Tentempiés y meriendas

Los bebés tienen el estómago muy pequeñito y tienden a estar más contentos consumiendo cantidades muy reducidas de comida a lo largo del día, en vez de hacer tres comidas más grandes. Puedes crear un horario para que los tentempiés o meriendas no interfieran con las horas de las comidas. Un beneficio de esta forma de comer es que ayuda a prevenir la obesidad infantil. Una buena manera de distribuir los tentempiés y meriendas a lo largo del día es: una entre el desayuno y la comida y otra entre la comida y la cena. Hay algunos padres que ofrecen a sus hijos un pequeño refrigerio antes de irse a la cama.

Los alimentos que un bebé puede coger él solo, que probablemente ya forman parte de la dieta de tu bebé, son una merienda perfecta. Si todavía no ha comenzado a comerlos, lo podrá hacer tan pronto como pueda usar el pulgar y dedo índice, u otro dedo, para coger cosas pequeñas. Introduce nuevos sabores y texturas como trocitos de fruta pelada y madura, verduras cocidas blanditas, cereales de desayuno con poco azúcar o pasta en espiral bien cocida. Básicamente cualquier alimento que tu bebé coma en sus comidas (incluyendo los restos de una comida anterior), puede ser un buen tentempié o merienda.

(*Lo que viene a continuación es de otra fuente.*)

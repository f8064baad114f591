//! Gamma-Gamma — spend per transaction.
//!
//! Purpose
//! -------
//! Model the average transaction value of repeat customers: individual
//! spend is Gamma with shape `p` and rate `ν`, and `ν ~ Gamma(q, v)` across
//! customers. Used alongside a purchase model to price customer lifetime
//! value.
//!
//! Key behaviors
//! -------------
//! - [`GammaGamma`] implements [`BtydModel`] on [`MonetaryData`]; spend has
//!   no time dimension, so nothing is rescaled.
//! - `q_constraint` fits `q = 1 + exp(θ)`, keeping the population mean
//!   spend `pv/(q-1)` finite.
//! - [`GammaGammaParams::conditional_expected_average_profit`] shrinks a
//!   customer's observed average toward the population mean.
//!
//! Invariants & assumptions
//! ------------------------
//! - Fitting requires `frequency > 0` and `monetary_value > 0` for every
//!   subject; prediction accepts `frequency = 0` and returns the population
//!   mean.
//! - For `q ≤ 1` the population mean is infinite and reported as `+∞`.
//!
//! Testing notes
//! -------------
//! - Unit tests cover the zero-frequency fallback, the shrinkage ordering
//!   and the fitting-data requirements.
use crate::{
    btyd::{
        core::{
            data::{FitData, MonetaryData},
            params::{ModelParams, ParamSpec, ParamVector, positive_param},
        },
        errors::{BtydError, BtydResult},
        models::traits::{BtydModel, ModelKind},
    },
    special_functions::gamma_beta::ln_gamma,
};
use ndarray::Array1;
use serde::{Deserialize, Serialize};

/// Gamma-Gamma model descriptor.
///
/// - `q_constraint`: fit `q` on `(1, ∞)` instead of `(0, ∞)`.
#[derive(Debug, Clone, Copy, Default, PartialEq, Eq, Serialize, Deserialize)]
pub struct GammaGamma {
    pub q_constraint: bool,
}

impl GammaGamma {
    pub fn new(q_constraint: bool) -> Self {
        Self { q_constraint }
    }
}

/// Fitted Gamma-Gamma parameters.
#[derive(Debug, Clone, Copy, PartialEq, Serialize, Deserialize)]
pub struct GammaGammaParams {
    pub p: f64,
    pub q: f64,
    pub v: f64,
}

impl GammaGammaParams {
    /// Validated constructor.
    ///
    /// # Errors
    /// - `BtydError::InvalidParams` if any value is not finite and positive.
    pub fn new(p: f64, q: f64, v: f64) -> BtydResult<Self> {
        Ok(Self {
            p: positive_param("p", p)?,
            q: positive_param("q", q)?,
            v: positive_param("v", v)?,
        })
    }

    /// Per-subject log-likelihood of `x` transactions averaging `m`.
    pub fn log_likelihood(&self, frequency: f64, monetary_value: f64) -> f64 {
        let Self { p, q, v } = *self;
        let (x, m) = (frequency, monetary_value);
        let px = p * x;
        ln_gamma(px + q) - ln_gamma(px) - ln_gamma(q) + q * v.ln() + (px - 1.0) * m.ln()
            + px * x.ln()
            - (px + q) * (x * m + v).ln()
    }

    /// Population mean spend per transaction, `pv / (q - 1)`.
    pub fn expected_average_profit(&self) -> f64 {
        if self.q <= 1.0 {
            return f64::INFINITY;
        }
        self.p * self.v / (self.q - 1.0)
    }

    /// conditional_expected_average_profit — `E[M | x, m]`.
    ///
    /// Parameters
    /// ----------
    /// - `frequency`: `f64`
    ///   Number of transactions behind `monetary_value`.
    /// - `monetary_value`: `f64`
    ///   Observed average spend.
    ///
    /// Returns
    /// -------
    /// `f64`
    ///   `p(v + x·m) / (px + q - 1)`, which is `(1 - w) · pv/(q-1) + w · m`
    ///   with `w = px / (px + q - 1)` when `q > 1`; the population mean when
    ///   `x = 0`.
    ///
    /// Notes
    /// -----
    /// - With `px + q ≤ 1` the posterior mean of `p/ν` does not exist and
    ///   `+∞` is returned, as for the population mean with `q ≤ 1`. Fit with
    ///   `q_constraint` to keep every value finite.
    pub fn conditional_expected_average_profit(&self, frequency: f64, monetary_value: f64) -> f64 {
        if frequency <= 0.0 {
            return self.expected_average_profit();
        }
        let Self { p, q, v } = *self;
        let px = p * frequency;
        let denominator = px + q - 1.0;
        if denominator <= 0.0 {
            return f64::INFINITY;
        }
        p * (v + frequency * monetary_value) / denominator
    }

    /// Conditional expected average profit for every row of `data`.
    pub fn conditional_expected_average_profit_batch(&self, data: &MonetaryData) -> Array1<f64> {
        data.frequency
            .iter()
            .zip(data.monetary_value.iter())
            .map(|(&x, &m)| self.conditional_expected_average_profit(x, m))
            .collect()
    }
}

impl ModelParams for GammaGammaParams {
    fn to_vector(&self) -> ParamVector {
        ParamVector::from_pairs([("p", self.p), ("q", self.q), ("v", self.v)])
    }

    fn from_vector(vector: &ParamVector) -> BtydResult<Self> {
        match vector.unload(&["p", "q", "v"])?.as_slice() {
            &[p, q, v] => Self::new(p, q, v),
            other => Err(BtydError::ParamCountMismatch { expected: 3, found: other.len() }),
        }
    }
}

impl BtydModel for GammaGamma {
    type Data = MonetaryData;
    type Params = GammaGammaParams;

    const KIND: ModelKind = ModelKind::GammaGamma;

    fn param_specs(&self, _data: &MonetaryData) -> Vec<ParamSpec> {
        let q = if self.q_constraint {
            ParamSpec::shifted_positive("q")
        } else {
            ParamSpec::positive("q")
        };
        vec![ParamSpec::positive("p"), q, ParamSpec::positive("v")]
    }

    fn log_likelihood_terms(&self, params: &GammaGammaParams, data: &MonetaryData) -> Array1<f64> {
        data.frequency
            .iter()
            .zip(data.monetary_value.iter())
            .map(|(&x, &m)| params.log_likelihood(x, m))
            .collect()
    }

    /// Every subject needs at least one transaction with positive spend.
    fn check_data(&self, data: &MonetaryData) -> BtydResult<()> {
        if let Some(index) = data.frequency.iter().position(|&x| x <= 0.0) {
            return Err(BtydError::InvalidObservation {
                column: "frequency",
                index,
                value: data.frequency[index],
                reason: "spend models are fitted on repeat customers only",
            });
        }
        if let Some(index) = data.monetary_value.iter().position(|&m| m <= 0.0) {
            return Err(BtydError::InvalidMonetaryValue {
                index,
                value: data.monetary_value[index],
                reason: "must be strictly positive for fitting",
            });
        }
        Ok(())
    }

    fn scales_time(&self) -> bool {
        false
    }

    /// `p = 1`, `q = 2` and `v` equal to the weighted mean spend, which puts
    /// the starting population mean `pv/(q-1)` at the observed one.
    fn initial_values(&self, data: &MonetaryData) -> Vec<f64> {
        let total = data.total_weight();
        let mean = data
            .monetary_value
            .iter()
            .zip(data.weights.iter())
            .fold(0.0, |acc, (m, w)| acc + m * w)
            / total;
        let v = if mean.is_finite() && mean > 0.0 { mean } else { 1.0 };
        vec![1.0, 2.0, v]
    }
}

Escoge alternativas saludables y apropiadas para su edad en lugar de chucherías o alimentos que tengan muchas calorías. Incluso aunque sólo se trate de un tentempié, dale de comer a tu hijo en una trona, o sentado en tus rodillas, especialmente si la comida incluye trocitos para comer con los dedos, para evitar que se pueda atragantar. Cuando introduzcas nuevos alimentos, espera al menos dos semanas entre cada alimento para poder identificar las alergias, en caso de que tu bebé tenga una.